Across London there are proposed targeted responses to the inevitable summer boredom of some of our young people with teams of police patrolling vulnerable estates and neighbourhoods in designated hot spot areas, but unfortunately this will be perceived as nothing more than a knee jerk response.

Some children from estates in the heart of our urban communities are sleeping in bullet proof vests. Some mothers are doing all they can to take their child out of such environments, whether by coercion or force, and sending them abroad to extended families with literally no means of return in order to save their lives.

With the government announcing a new 10-year youth strategy it is clear that there are plans being developed to restore the pride we once had in youth work and build again a thriving voluntary and statutory youth service that is highly valued, skilled, offers great variety and is well resourced. This will allow the rebalancing of the “unrelentingly negative views held of young people…” in recent times.

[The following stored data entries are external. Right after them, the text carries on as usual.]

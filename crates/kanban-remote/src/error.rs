//! Remote client error types.

use kanban_core::{StoreError, StreamError};
use thiserror::Error;

/// Errors from the HTTP clients, before they are narrowed to the seam errors.
#[derive(Debug, Error)]
pub enum RemoteError {
    /// HTTP transport error.
    #[error("HTTP error: {0}")]
    Http(#[from] reqwest::Error),

    /// The server returned a non-success status code.
    #[error("API error ({status}): {message}")]
    Api {
        /// HTTP status code.
        status: u16,
        /// Error message extracted from the body, or the raw body.
        message: String,
    },

    /// The server returned a 429 Too Many Requests response.
    #[error("rate limited, retry after {retry_after_secs}s")]
    RateLimited {
        /// Seconds to wait before retrying.
        retry_after_secs: u64,
    },

    /// The server returned 402 Payment Required.
    #[error("payment required")]
    PaymentRequired,

    /// Failed to parse a response body.
    #[error("parse error: {0}")]
    Parse(String),
}

impl From<RemoteError> for StoreError {
    fn from(error: RemoteError) -> Self {
        match error {
            RemoteError::Http(e) => Self::Unavailable(e.to_string()),
            RemoteError::Api { status, message } => Self::Rejected { status, message },
            RemoteError::RateLimited { retry_after_secs } => Self::Rejected {
                status: 429,
                message: format!("rate limited, retry after {retry_after_secs}s"),
            },
            RemoteError::PaymentRequired => Self::Rejected {
                status: 402,
                message: "payment required".into(),
            },
            RemoteError::Parse(message) => Self::Decode(message),
        }
    }
}

impl From<RemoteError> for StreamError {
    fn from(error: RemoteError) -> Self {
        match error {
            RemoteError::Http(e) => Self::Transport(e.to_string()),
            RemoteError::Api { status, message } => Self::Api { status, message },
            RemoteError::RateLimited { .. } => Self::RateLimited,
            RemoteError::PaymentRequired => Self::PaymentRequired,
            RemoteError::Parse(message) => Self::Protocol(message),
        }
    }
}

The Prime Minister Gordon Brown and Beverley Hughes, the minister for children and young people, announced the building of more youth clubs and open spaces for young people through the use of unclaimed bank assets. Ideas for out-of-school activities and provision of extended schools are beginning to take shape but none of this will be enough to save our young people from the scourge of knife and gun violence this summer.

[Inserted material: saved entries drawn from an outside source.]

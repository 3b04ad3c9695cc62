//! Entity structs for the board's domain objects.
//!
//! `Task` maps to the `tasks` table (local libSQL store) and to the
//! `tasks` resource of the remote store. All structs derive `Serialize`,
//! `Deserialize`, and `JsonSchema` for JSON roundtrip and schema export.

mod message;
mod task;

pub use message::ChatMessage;
pub use task::Task;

My favourite style of youth work is what I term issue based detached youth work, which essentially means working with young people from where they are at, which recognises that young people “vote with their feet” and thus the worker and/or team requires the necessary “street credibility”, skill and trust to engage with those young people. Although the police work all hours, which is a necessary requirement for modern day work with young people they are unlikely to be able to provide such a service and style of youth work delivery.

Making youth club attendance a compulsory activity as advocated today by the Institute of Public Policy Research is unlikely to secure the hearts and minds of our young people, let alone the most challenging among them.

Young people need the skills of a worker, usually an adult to enable them to develop the necessary social, cognitive and emotional prerequisites so that they can make informed choices, which ultimately lead to outcomes which are to their betterment and not to their detriment. These skills, I would argue are often found in a detached youth worker who walks the streets, estates and neighbourhoods and operates on the ‘frontline’ without the need for a youth club and without the constraints of set opening and closing times. Detached youth workers engage young people in activities, development and empowerment that they would otherwise not have considered. Young people are given an instant alternative relevant role model, which usually has some significant long term impact.

It is not the only solution but it is arguably one of the most effective interventions that the government could support to tackle the immediate problems of knife and guns, more long term solutions are obviously to be found in child development, education, housing, employment and schools.

We have to wake up to the reality that victims and suspects of knives and gun violence are getting younger and younger, a growing minority of our children are operating like disorganised glorified “urban soldiers” without fear or rational. The cumulative effect on huge numbers of our young people means that they are growing up surrounded by a culture of violence, weapons and fear, which defines the places they go, the routes they take, how they socialise, where they shop, what time they go home and how late they stay out.

This is a huge challenge, but we can still save some lives this summer. Immediate action is required based on creativity, innovation, dynamism and risk and I hope a more holistic summer action plan, beyond just the police is announced soon.

Claudia Webbe
claudia.webbe@gmail.com

Claudia Webbe is Vice-Chairperson of the Operation Trident Independent Advisory Group and a Board Director of Crimestoppers (London)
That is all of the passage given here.